Bacterial translocation has been defined as the passage of viable or non-viable bacteria and their products, including endotoxin, across an anatomically intact intestinal barrier to the MLNs and beyond.21,22 BT is caused and enhanced by haemorrhagic shock, burn injury, intestinal obstruction, total parenteral nutrition, trauma, or pancreatitis. 1,22-27 It is well established that burn injury promotes BT. Studies have demonstrated that mesenteric blood flow is decreased by thermal injury.2,4,7-11 This decrease in mesenteric blood flow is most significant during first 8 h after thermal injury, and returns to normal levels within 24 h.2,4,8-11 The alterations in the mesenteric blood flow cause intestinal ischaemia-reperfusion injury. Thus, mucosal barrier dysfunction occurs owing to splanchnic ischaemia and reperfusion injury. It has been implicated as the major cause of post-burn BT, which significantly increases in the first 24 h.2,4,7-11 Although O'Brien et al. reported that early adequate fluid resuscitation decreased BT incidence, based on studies that monitored mesenteric blood flow in burn injury, this splanchnic ischaemia occurs despite rigorous fluid resuscitation. 2,4,8-11-28 It has been reported that thromboxane A2 may be a major cause of a decrease in mesenteric blood flow in the early post-burn period.2-9 Conversely, the administration of OKY-046 (a specific thromboxane synthetase inhibitor), allopurinol (a xanthine oxidase inhibitor), and enalapril (an angiotensin-converting enzyme inhibitor) reduces the decrease in mesenteric blood flow and early BT in burn injury.2,8,9,11 Normally, this process is transient, and in uncomplicated burn injury the intestinal mucosa generally heals, with gut barrier functions being repaired within four days.7 For this reason, BT does not occur or increase four days post-burn in uncomplicated burn injury. However, burn wound sepsis, antibiotherapy, immune deficiency, and the use of H2-receptor blockers may cause prolonged BT.1,5-729

It is well established that neutrophils play a critical role in ischaemia-reperfusion injury.12,30 Thrombin is a terminal serine protease that plays important role in the coagulation system.31 It has also been implicated in inflammation, wound healing, and angiogenesis. Studies have demonstrated that thrombin enhances endothelial P-selectin expression and endothelial platelet-activating factor production. It also induces rapid ICAM-1 expression.31, All these effects cause firm leukocyte adhesion. Ostrovsky et al. concluded that thrombin played a critical role in reperfusion induced leukocyte recruitment (rolling and adhesion) as also in increased microvascular permeability alterations.32 For these reasons, blocking thrombin activity may decrease reperfusion-induced tissue dysfunction.

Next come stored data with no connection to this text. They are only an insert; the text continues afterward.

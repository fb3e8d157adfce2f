// Image normalization for vision model input

use crate::error::{AppError, Result};
use base64::engine::general_purpose::STANDARD as BASE64;
use base64::Engine;
use image::codecs::jpeg::JpegEncoder;
use image::imageops::FilterType;
use image::{DynamicImage, GenericImageView, ImageReader};
use std::path::Path;
use tracing::debug;

/// Longest edge, in pixels, sent to the model.
pub const MAX_DIMENSION: u32 = 1024;

/// JPEG quality used for the re-encoded payload.
pub const JPEG_QUALITY: u8 = 80;

/// A menu photo ready to embed in a chat-completions request.
#[derive(Debug, Clone)]
pub struct PreparedImage {
    pub width: u32,
    pub height: u32,
    pub mime_type: &'static str,
    /// Standard base64 of the encoded bytes.
    pub base64: String,
}

impl PreparedImage {
    /// `data:` URL form accepted by OpenAI-style `image_url` parts.
    pub fn data_url(&self) -> String {
        format!("data:{};base64,{}", self.mime_type, self.base64)
    }
}

/// Decode, downscale to fit inside [`MAX_DIMENSION`] and re-encode as JPEG.
///
/// The format is sniffed from the file contents, not the extension. Decoding
/// runs on the blocking pool.
pub async fn prepare_image(path: &Path) -> Result<PreparedImage> {
    let path = path.to_path_buf();
    tokio::task::spawn_blocking(move || prepare_image_blocking(&path))
        .await
        .map_err(|e| AppError::Internal(format!("Image task failed: {}", e)))?
}

pub fn prepare_image_blocking(path: &Path) -> Result<PreparedImage> {
    let image = ImageReader::open(path)?
        .with_guessed_format()?
        .decode()
        .map_err(|e| AppError::Preprocess(format!("Cannot decode {}: {}", path.display(), e)))?;

    encode_for_model(&image)
}

/// Fit-inside resize (never upscaling) followed by JPEG re-encoding.
pub fn encode_for_model(image: &DynamicImage) -> Result<PreparedImage> {
    let (width, height) = image.dimensions();
    let resized = if width > MAX_DIMENSION || height > MAX_DIMENSION {
        image.resize(MAX_DIMENSION, MAX_DIMENSION, FilterType::Lanczos3)
    } else {
        image.clone()
    };

    // JPEG has no alpha channel.
    let rgb = resized.to_rgb8();
    let mut bytes = Vec::new();
    rgb.write_with_encoder(JpegEncoder::new_with_quality(&mut bytes, JPEG_QUALITY))
        .map_err(|e| AppError::Preprocess(format!("JPEG encoding failed: {}", e)))?;

    debug!(
        "Prepared image {}x{} -> {}x{} ({} bytes)",
        width,
        height,
        rgb.width(),
        rgb.height(),
        bytes.len()
    );

    Ok(PreparedImage {
        width: rgb.width(),
        height: rgb.height(),
        mime_type: "image/jpeg",
        base64: BASE64.encode(&bytes),
    })
}

#[cfg(test)]
mod tests {
    use super::*;
    use image::{Rgb, RgbImage, Rgba, RgbaImage};

    fn decode(prepared: &PreparedImage) -> DynamicImage {
        let bytes = BASE64.decode(&prepared.base64).unwrap();
        image::load_from_memory(&bytes).unwrap()
    }

    #[test]
    fn test_large_image_fits_inside_bounds() {
        let image = DynamicImage::ImageRgb8(RgbImage::from_pixel(3000, 1500, Rgb([200, 10, 10])));
        let prepared = encode_for_model(&image).unwrap();

        assert_eq!((prepared.width, prepared.height), (1024, 512));
        assert_eq!(decode(&prepared).dimensions(), (1024, 512));
    }

    #[test]
    fn test_portrait_image_keeps_aspect_ratio() {
        let image = DynamicImage::ImageRgb8(RgbImage::new(800, 2400));
        let prepared = encode_for_model(&image).unwrap();

        assert_eq!(prepared.height, 1024);
        assert!((341..=342).contains(&prepared.width));
    }

    #[test]
    fn test_small_image_is_not_upscaled() {
        let image = DynamicImage::ImageRgb8(RgbImage::new(320, 200));
        let prepared = encode_for_model(&image).unwrap();
        assert_eq!((prepared.width, prepared.height), (320, 200));
    }

    #[test]
    fn test_alpha_is_dropped_and_output_is_jpeg() {
        let image = DynamicImage::ImageRgba8(RgbaImage::from_pixel(16, 16, Rgba([0, 0, 255, 128])));
        let prepared = encode_for_model(&image).unwrap();

        let bytes = BASE64.decode(&prepared.base64).unwrap();
        assert!(bytes.starts_with(&[0xFF, 0xD8, 0xFF]));
        assert!(prepared.data_url().starts_with("data:image/jpeg;base64,"));
    }

    #[test]
    fn test_corrupt_file_is_an_error() {
        let dir = tempfile::tempdir().unwrap();
        let path = dir.path().join("menu.png");
        std::fs::write(&path, b"definitely not a png").unwrap();

        assert!(prepare_image_blocking(&path).is_err());
    }

    #[test]
    fn test_missing_file_is_an_error() {
        let dir = tempfile::tempdir().unwrap();
        assert!(prepare_image_blocking(&dir.path().join("nope.jpg")).is_err());
    }

    #[tokio::test]
    async fn test_prepare_image_sniffs_format() {
        let dir = tempfile::tempdir().unwrap();
        // Wrong extension on purpose.
        let path = dir.path().join("menu.bin");
        RgbImage::new(40, 30).save_with_format(&path, image::ImageFormat::Png).unwrap();

        let prepared = prepare_image(&path).await.unwrap();
        assert_eq!((prepared.width, prepared.height), (40, 30));
    }
}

AT III is an µ2-globulin that inactivates serine proteases, including thrombin, factor Xa, factor IXa, factor XIa, and kallikrein.12,32-34 AT III affects heparin-like glycosaminoglycans (GAGs) on the endothelial cell surface.33,34 The interaction of GAGs is very important for the occurrence of AT III's anti-inflammatory effects. AT III inactivates factor XIIa, kallikrein, and thrombin, which play an important role in the activation of neutrophil infiltration and the neutrophil-induced inflammatory response.32-34 It has also been demonstrated that this interaction promotes the release of prostocyclin I2 (PGI2) from the endothelial cell in vitro and in vivo .33-35 PGI2 is a strong vasodilator. Also, PGI2 inhibits leukocyte activation by inhibiting TNF-µ production from monocytes, increasing intracellular cyclic AMP, and inhibiting neutrophil adhesion to the endothelial cell surfaces.33-35 All of these effects of AT III may prevent tissue injury by neutrophil-induced ischaemiareperfusion injury.32-34 Uchiba et al. demonstrated that intravenous administration of AT III (250 U/kg) significantly inhibited pulmonary neutrophil accumulation and subsequent pulmonary vascular injury.33 This effect of AT III was dose-dependent - 250 U/kg was found to be an effective dose in rats.32,33 Recently, Özden et al. reported that the administration of AT III before intestinal ischaemia prevented mucosal damage.12 They postulated that this effect was related to inhibition of neutrophil infiltration.12 Although in their study heparin and AT III were used in combination, Uchiba et al. demonstrated that the combined use of heparin and AT III did not prevent pulmonary vascular injury.34 They suggested that heparin bound AT III in the circulation, preventing AT III from interacting with GAGs on the endothelial cell surfaces.34

Heparin is an endogenous GAG used in the treatment of burn injury.36 Zapata-Sirvent et al. reported that heparin reduced BT incidence in burn injury.37 They demonstrated that heparin treatment after burn injury decreased BT measured 24 h postburn. Also, in their study, small intestine wet weight and mucosal thickness were increased by heparin treatment.37 They concluded that the administration of heparin prevented gastrointestinal mucosal damage in the early period of burn injury by similar effects to those of AT III, which was generally decreased and required substitution treatment. However, its effects on BT have not been investigated in burn injury.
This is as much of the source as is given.